Por su parte, recurrió a Checchi’s Motor Holding para recomponer de manera absoluta el motor, la caja de cambios, el chasis y el tren de rodaje. Aunque no todo fue revertido a su condición original, porque se permitió la licencia de aceptar que le pusieran bielas y pistones mejorados, además de un cigüeñal perfeccionado que reduce más si cabe la vibración del V8. La sorpresa es que con estos cambios el coche entregaba en banco 135 CV, 30 más que cuando el motor montado en el chasis abandonó la fábrica de Fiat en Turín.

Sin usar

Los trabajos de restauración duraron tres años y desde que el coche fue finalizado y entregado a su dueño se ha guardado en una especie de cápsula del tiempo. De hecho, no solo es que no ha sido conducido, sino que su propietario ni siquiera ha querido que se viera o que otros coleccionistas tuvieran constancia de su existencia.
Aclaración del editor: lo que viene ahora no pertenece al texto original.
use windows_sys::Win32::Foundation::{CloseHandle, HANDLE, INVALID_HANDLE_VALUE};
use windows_sys::Win32::System::Threading::{OpenProcess, PROCESS_ACCESS_RIGHTS};

/// Kernel handle closed on drop, so every early return releases it.
pub(super) struct OwnedHandle(HANDLE);

impl OwnedHandle {
    /// Take ownership of `raw`. Both failure sentinels (null and
    /// `INVALID_HANDLE_VALUE`) give `None`.
    pub(super) fn new(raw: HANDLE) -> Option<Self> {
        if raw.is_null() || raw == INVALID_HANDLE_VALUE {
            None
        } else {
            Some(OwnedHandle(raw))
        }
    }

    pub(super) fn open_process(pid: u32, access: PROCESS_ACCESS_RIGHTS) -> Option<Self> {
        // SAFETY: no pointer arguments; the result is validated before use.
        let raw = unsafe { OpenProcess(access, 0, pid) };
        Self::new(raw)
    }

    pub(super) fn raw(&self) -> HANDLE {
        self.0
    }
}

impl Drop for OwnedHandle {
    fn drop(&mut self) {
        // SAFETY: the handle was valid when wrapped and is closed only here.
        unsafe {
            CloseHandle(self.0);
        }
    }
}
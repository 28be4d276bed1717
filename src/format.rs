use unicode_width::{UnicodeWidthChar, UnicodeWidthStr};

pub fn truncate_unicode(s: &str, max_width: usize) -> String {
    if s.width() <= max_width {
        return s.to_string();
    }
    let mut result = String::new();
    let mut width = 0;
    for ch in s.chars() {
        let ch_width = ch.width().unwrap_or(0);
        if width + ch_width > max_width.saturating_sub(1) {
            result.push('\u{2026}');
            break;
        }
        result.push(ch);
        width += ch_width;
    }
    result
}

/// Left-align `s` in a column `width` cells wide.
pub fn pad_unicode(s: &str, width: usize) -> String {
    let fill = width.saturating_sub(s.width());
    format!("{s}{}", " ".repeat(fill))
}

pub fn format_bytes(bytes: u64) -> String {
    const KB: u64 = 1024;
    const MB: u64 = 1024 * 1024;
    const GB: u64 = 1024 * 1024 * 1024;

    if bytes >= GB {
        format!("{:.1} GB", bytes as f64 / GB as f64)
    } else if bytes >= MB {
        format!("{:.1} MB", bytes as f64 / MB as f64)
    } else if bytes >= KB {
        format!("{:.0} KB", bytes as f64 / KB as f64)
    } else {
        format!("{} B", bytes)
    }
}

pub fn format_percent(percent: f64) -> String {
    format!("{percent:.1}%")
}

#[cfg(test)]
mod tests {
    use super::*;

    #[test]
    fn bytes_pick_a_unit() {
        assert_eq!(format_bytes(512), "512 B");
        assert_eq!(format_bytes(2048), "2 KB");
        assert_eq!(format_bytes(5 * 1024 * 1024 + 512 * 1024), "5.5 MB");
        assert_eq!(format_bytes(3 * 1024 * 1024 * 1024), "3.0 GB");
    }

    #[test]
    fn truncation_marks_cut_with_ellipsis() {
        assert_eq!(truncate_unicode("short", 10), "short");
        assert_eq!(truncate_unicode("C:\\Program Files\\app.exe", 8), "C:\\Prog\u{2026}");
    }

    #[test]
    fn padding_counts_display_width() {
        assert_eq!(pad_unicode("ab", 4), "ab  ");
        assert_eq!(pad_unicode("abcdef", 4), "abcdef");
    }

    #[test]
    fn percent_has_one_decimal() {
        assert_eq!(format_percent(50.0), "50.0%");
        assert_eq!(format_percent(0.04), "0.0%");
    }
}
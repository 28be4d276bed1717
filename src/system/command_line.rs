//! Command line extraction.
//!
//! The OS side copies a length-prefixed UTF-16 buffer out of another
//! process. Lengths in that buffer descriptor come from memory the target
//! owns, so they are bounded here before anything is copied, and the copied
//! units are decoded strictly: a bad buffer yields `None`, never a mangled
//! string.

use tracing::debug;

use crate::system::platform::ProcessSource;

/// Most UTF-16 units copied out of a remote command line buffer. Longer
/// command lines are truncated to this many units.
pub const COMMAND_LINE_CAPACITY: usize = 32_767;

/// Command line of `pid`, or `None` if it cannot be read or is empty.
pub fn extract<S: ProcessSource + ?Sized>(source: &S, pid: u32) -> Option<String> {
    match source.command_line(pid) {
        Some(command) if !command.is_empty() => Some(command),
        Some(_) => {
            debug!(pid, "command line is empty");
            None
        }
        None => {
            debug!(pid, "command line unavailable");
            None
        }
    }
}

/// How many UTF-16 units to copy for a remote buffer whose descriptor
/// claims `reported_bytes` bytes, given room for `capacity` units locally.
///
/// Returns `None` when there is nothing to copy. An odd byte count is
/// rounded down to whole units.
pub fn bounded_units(reported_bytes: usize, capacity: usize) -> Option<usize> {
    let units = (reported_bytes / 2).min(capacity);
    (units > 0).then_some(units)
}

/// Decode a copied command line buffer.
///
/// `truncated` says whether the copy stopped short of the remote length; in
/// that case a high surrogate left dangling at the cut is dropped so the
/// prefix still decodes. Trailing NULs are ignored. Any other invalid UTF-16
/// makes the whole result `None`.
pub fn decode_units(units: &[u16], truncated: bool) -> Option<String> {
    let mut end = units.len();
    while end > 0 && units[end - 1] == 0 {
        end -= 1;
    }
    if truncated && end > 0 && (0xD800..=0xDBFF).contains(&units[end - 1]) {
        end -= 1;
    }
    if end == 0 {
        return None;
    }
    String::from_utf16(&units[..end]).ok()
}
use std::sync::{Mutex, OnceLock};
use std::time::Instant;

use sysinfo::{Pid, Process, ProcessRefreshKind, ProcessesToUpdate, System, UpdateKind, Users};
use tracing::debug;

use super::ProcessSource;
use crate::system::error::{Error, Result};
use crate::system::process::{CpuTimes, RawProcess};

/// `sysinfo`-backed source for hosts without the Windows control-block walk.
///
/// CPU system time has no direct counter here, so it is derived from
/// monotonic wall time scaled by the logical CPU count. That is the same
/// quantity the Windows kernel+user system counters measure.
pub struct GenericSource {
    sys: Mutex<System>,
    users: OnceLock<Users>,
    epoch: Instant,
}

impl Default for GenericSource {
    fn default() -> Self {
        Self::new()
    }
}

impl GenericSource {
    pub fn new() -> Self {
        GenericSource {
            sys: Mutex::new(System::new()),
            users: OnceLock::new(),
            epoch: Instant::now(),
        }
    }

    fn with_process<T>(
        &self,
        pid: u32,
        kind: ProcessRefreshKind,
        read: impl FnOnce(&Process) -> Option<T>,
    ) -> Option<T> {
        let mut sys = self.sys.lock().ok()?;
        let pid = Pid::from_u32(pid);
        sys.refresh_processes_specifics(ProcessesToUpdate::Some(&[pid]), true, kind);
        sys.process(pid).and_then(read)
    }

    fn system_time_ms(&self) -> u64 {
        let cpus = std::thread::available_parallelism()
            .map(|n| n.get() as u64)
            .unwrap_or(1);
        let elapsed = u64::try_from(self.epoch.elapsed().as_millis()).unwrap_or(u64::MAX);
        elapsed.saturating_mul(cpus)
    }
}

impl ProcessSource for GenericSource {
    fn snapshot(&self) -> Result<Vec<RawProcess>> {
        let mut sys = self
            .sys
            .lock()
            .map_err(|_| Error::snapshot(None, "process table state is poisoned"))?;
        sys.refresh_processes_specifics(
            ProcessesToUpdate::All,
            true,
            ProcessRefreshKind::nothing().without_tasks(),
        );

        let mut processes: Vec<RawProcess> = sys
            .processes()
            .iter()
            .map(|(pid, process)| {
                RawProcess::new(
                    pid.as_u32(),
                    process.parent().map(|p| p.as_u32()).unwrap_or(0),
                    process.name().to_string_lossy(),
                )
            })
            .collect();
        // The proc table lists pids in ascending order.
        processes.sort_unstable_by_key(|p| p.pid);
        Ok(processes)
    }

    fn memory_bytes(&self, pid: u32) -> Option<u64> {
        self.with_process(pid, ProcessRefreshKind::nothing().with_memory(), |p| {
            Some(p.memory())
        })
    }

    fn command_line(&self, pid: u32) -> Option<String> {
        self.with_process(
            pid,
            ProcessRefreshKind::nothing().with_cmd(UpdateKind::Always),
            |p| {
                let command = p
                    .cmd()
                    .iter()
                    .map(|s| s.to_string_lossy().to_string())
                    .collect::<Vec<_>>()
                    .join(" ");
                (!command.is_empty()).then_some(command)
            },
        )
    }

    fn owner(&self, pid: u32) -> Option<String> {
        let uid = self.with_process(
            pid,
            ProcessRefreshKind::nothing().with_user(UpdateKind::Always),
            |p| p.user_id().cloned(),
        )?;
        let users = self.users.get_or_init(Users::new_with_refreshed_list);
        match users.get_user_by_id(&uid) {
            Some(user) => Some(user.name().to_string()),
            None => {
                debug!(pid, "no account name for uid, falling back to raw id");
                let raw: String = format!("{uid:?}")
                    .chars()
                    .filter(char::is_ascii_digit)
                    .collect();
                (!raw.is_empty()).then_some(raw)
            }
        }
    }

    fn cpu_times(&self, pid: u32) -> Option<CpuTimes> {
        let process = self.with_process(pid, ProcessRefreshKind::nothing().with_cpu(), |p| {
            Some(p.accumulated_cpu_time())
        })?;
        Some(CpuTimes {
            process,
            system: self.system_time_ms(),
        })
    }
}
Pero todo tiene un final, y ha llegado el momento en que el dueño se ha preguntado si no será mejor tener una ‘indecente’ cantidad de dinero extra en lugar de un coche que no disfruta cubierto por un plástico. Así que el pasado 8 de diciembre se ha subastado en Nueva York por parte de RM Sotheby’s. Y, más o menos como se esperaba, han pagado 2,25 millones de euros por él. Es decir, la misma cotización que ha alcanzado el veneradísimo Ferrari F40. ¡Casi nada!